Source records:
---*---
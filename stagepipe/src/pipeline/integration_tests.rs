//! End-to-end tests for pipeline execution.

#[cfg(test)]
mod tests {
    use crate::config::PipelineConfig;
    use crate::errors::ServiceError;
    use crate::events::{event_types, CollectingEventSink};
    use crate::pipeline::{PipelineBuilder, StageStatus};
    use crate::stages::{
        AggregateStage, BatchStage, BoundedStage, DedupStage, FnStage, Identified,
        IdentityResolver, ItemOperation, SourceStage, Stage,
    };
    use crate::stream::{Inbox, Outbox};
    use crate::tasks::TaskGroupSummary;
    use crate::testing::{ConcurrencyProbe, RecordingFetcher};
    use async_trait::async_trait;
    use pretty_assertions::assert_eq;
    use std::sync::Arc;
    use std::time::Duration;

    #[derive(Debug, Clone, PartialEq, Eq)]
    struct Word {
        key: char,
        text: String,
    }

    impl Identified for Word {
        type Key = char;

        fn identity(&self) -> char {
            self.key
        }
    }

    struct FirstLetter;

    #[async_trait]
    impl IdentityResolver for FirstLetter {
        type Input = String;
        type Record = Word;

        async fn resolve(&self, input: String) -> Result<Word, ServiceError> {
            let key = input
                .chars()
                .next()
                .ok_or_else(|| ServiceError::invalid_input("", "empty word"))?;
            Ok(Word { key, text: input })
        }
    }

    struct Shout {
        probe: Arc<ConcurrencyProbe>,
    }

    #[async_trait]
    impl ItemOperation for Shout {
        type Input = Word;
        type Output = String;

        async fn apply(&self, word: Word) -> Result<String, ServiceError> {
            let _guard = self.probe.enter();
            tokio::time::sleep(Duration::from_millis(2)).await;
            Ok(word.text.to_uppercase())
        }
    }

    /// Reads a single item and returns, leaving the rest unread.
    #[derive(Debug)]
    struct TakeFirst;

    #[async_trait]
    impl Stage for TakeFirst {
        type Input = u32;
        type Output = u32;

        fn name(&self) -> &str {
            "take_first"
        }

        async fn run(&self, input: &mut Inbox<u32>, output: &Outbox<u32>) -> TaskGroupSummary {
            if let Some(item) = input.recv().await {
                let _ = output.send(item).await;
            }
            TaskGroupSummary::default()
        }
    }

    /// Resolves numbers to themselves and panics on 2.
    struct PanicsOnTwo;

    #[async_trait]
    impl IdentityResolver for PanicsOnTwo {
        type Input = u32;
        type Record = Word;

        async fn resolve(&self, input: u32) -> Result<Word, ServiceError> {
            assert!(input != 2, "resolver cannot handle two");
            let key = char::from_digit(input, 10).unwrap_or('?');
            Ok(Word {
                key,
                text: input.to_string(),
            })
        }
    }

    fn words(items: &[&str]) -> Vec<String> {
        items.iter().map(ToString::to_string).collect()
    }

    #[tokio::test]
    async fn test_dedup_batch_bounded_aggregate() {
        let probe = Arc::new(ConcurrencyProbe::new());
        let fetcher = Arc::new(RecordingFetcher::<Word>::new());

        let output = PipelineBuilder::new("words")
            .stage(SourceStage::new("source", words(&["a", "a", "b"])))
            .stage(DedupStage::new("dedup", FirstLetter))
            .stage(BatchStage::from_arc("batch", Arc::clone(&fetcher), 2).unwrap())
            .stage(
                BoundedStage::new(
                    "shout",
                    Shout {
                        probe: Arc::clone(&probe),
                    },
                    1,
                )
                .unwrap(),
            )
            .stage(AggregateStage::sorted("sort", |a: &String, b: &String| a.cmp(b)))
            .run()
            .await
            .unwrap();

        assert_eq!(output.items, vec!["A", "B"]);
        assert_eq!(fetcher.batch_sizes(), vec![2]);
        assert_eq!(probe.peak(), 1);
        assert!(output.report.is_clean());
        assert_eq!(output.report.stages.len(), 5);
    }

    #[tokio::test]
    async fn test_panicking_stage_still_closes_output() {
        let events = Arc::new(CollectingEventSink::new());

        let output = PipelineBuilder::new("panics")
            .with_event_sink(events.clone())
            .stage(SourceStage::new("source", vec![1u32, 2, 3]))
            .stage(FnStage::new("boom", |x: u32| {
                assert!(x != 2, "cannot handle two");
                Some(x)
            }))
            .stage(FnStage::new("show", |x: u32| Some(x.to_string())))
            .run()
            .await
            .unwrap();

        assert_eq!(output.items, vec!["1"]);

        let boom = output.report.stage("boom").unwrap();
        assert_eq!(boom.status, StageStatus::Panicked);
        assert!(boom.panic.as_deref().unwrap_or_default().contains("cannot handle two"));
        assert_eq!(output.report.stage("show").unwrap().status, StageStatus::Completed);
        assert!(!output.report.is_clean());
        assert_eq!(output.report.panicked().count(), 1);

        assert_eq!(events.events_of_type(event_types::STAGE_PANICKED).len(), 1);
        assert_eq!(events.events_of_type(event_types::STAGE_COMPLETED).len(), 2);
    }

    #[tokio::test]
    async fn test_subtask_panic_reaches_report() {
        let events = Arc::new(CollectingEventSink::new());

        let output = PipelineBuilder::new("lossy")
            .with_event_sink(events.clone())
            .stage(SourceStage::new("source", vec![1u32, 2, 3]))
            .stage(DedupStage::new("dedup", PanicsOnTwo))
            .run()
            .await
            .unwrap();

        assert_eq!(output.items.len(), 2);

        let dedup = output.report.stage("dedup").unwrap();
        assert_eq!(dedup.status, StageStatus::Completed);
        assert_eq!(dedup.subtasks, 3);
        assert_eq!(dedup.subtask_panics, 1);
        assert!(!output.report.is_clean());

        let completed = events.events_of_type(event_types::STAGE_COMPLETED);
        let dedup_event = completed
            .iter()
            .flatten()
            .find(|data| data["stage"] == "dedup")
            .unwrap();
        assert_eq!(dedup_event["subtask_panics"], 1);
    }

    #[tokio::test]
    async fn test_unread_input_is_drained() {
        let output = PipelineBuilder::new("leftovers")
            .stage(SourceStage::new("source", vec![1u32, 2, 3, 4, 5]))
            .stage(TakeFirst)
            .run()
            .await
            .unwrap();

        assert_eq!(output.items, vec![1]);

        let source = output.report.stage("source").unwrap();
        assert_eq!(source.items_out, 5);

        let take = output.report.stage("take_first").unwrap();
        assert_eq!(take.items_in, 1);
        assert_eq!(take.discarded, 4);
        assert!(take.is_success());
    }

    #[tokio::test]
    async fn test_wait_discards_final_output() {
        let mut running = PipelineBuilder::new("unread")
            .stage(SourceStage::new("source", vec![1u32, 2, 3]))
            .stage(FnStage::new("double", |x: u32| Some(x * 2)))
            .spawn();

        assert_eq!(running.recv().await, Some(2));

        let report = running.wait().await.unwrap();
        assert_eq!(report.undrained, 2);
        assert!(!report.is_clean());
        assert!(report.stages.iter().all(|stage| stage.is_success()));
    }

    #[tokio::test]
    async fn test_lifecycle_events() {
        let events = Arc::new(CollectingEventSink::new());

        let running = PipelineBuilder::new("events")
            .with_event_sink(events.clone())
            .stage(SourceStage::new("source", vec!["x".to_string()]))
            .stage(FnStage::new("len", |s: String| Some(s.len())))
            .spawn();
        let run_id = running.run_id();
        let output = running.collect().await.unwrap();

        assert_eq!(output.items, vec![1]);
        assert_eq!(output.report.run_id, run_id);

        let started = events.events_of_type(event_types::PIPELINE_STARTED);
        assert_eq!(started.len(), 1);
        let data = started[0].as_ref().unwrap();
        assert_eq!(data["run_id"], run_id.to_string());
        assert_eq!(data["stages"], serde_json::json!(["source", "len"]));

        assert_eq!(events.events_of_type(event_types::STAGE_STARTED).len(), 2);
        assert_eq!(events.events_of_type(event_types::STAGE_COMPLETED).len(), 2);

        let (last, _) = events.events().pop().unwrap();
        assert_eq!(last, event_types::PIPELINE_COMPLETED);
    }

    #[tokio::test]
    async fn test_large_output_with_default_capacity() {
        let output = PipelineBuilder::new("wide")
            .with_config(PipelineConfig::new().with_channel_capacity(1))
            .unwrap()
            .stage(SourceStage::new("source", 0u32..500))
            .stage(FnStage::new("odd", |x: u32| (x % 2 == 1).then_some(x)))
            .run()
            .await
            .unwrap();

        assert_eq!(output.items.len(), 250);
        assert!(output.items.windows(2).all(|w| w[0] < w[1]));
    }

    #[cfg(feature = "spam")]
    #[tokio::test(flavor = "multi_thread", worker_threads = 4)]
    async fn test_spam_report_stays_within_service_limits() {
        use crate::spam::{spam_report_pipeline, Latency, MailService, SpamServices};

        let service = Arc::new(MailService::sample(Latency::between(1, 5)));
        let emails = words(&[
            "alice@mail.ru",
            "bob@mail.ru",
            "alice.smith@mail.ru",
            "carol@mail.ru",
            "dave@mail.ru",
            "c.jones@mail.ru",
            "bob@mail.ru",
        ]);

        let output = spam_report_pipeline(
            PipelineBuilder::new("spam"),
            emails,
            SpamServices::from_service(&service),
        )
        .unwrap()
        .run()
        .await
        .unwrap();

        assert_eq!(
            output.items,
            vec!["true 101", "true 301", "true 302", "false 102", "false 201", "false 303"]
        );
        assert_eq!(service.stats().rejected(), 0);
        assert!(service.peak_spam_requests() <= service.limits().max_spam_requests);
    }
}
---*---
◆ Action item
With "text" as the word to match, copy each line of the records that has it.

◆ Response area
        text: String,
            Ok(Word { key, text: input })
            Ok(word.text.to_uppercase())
                text: input.to_string(),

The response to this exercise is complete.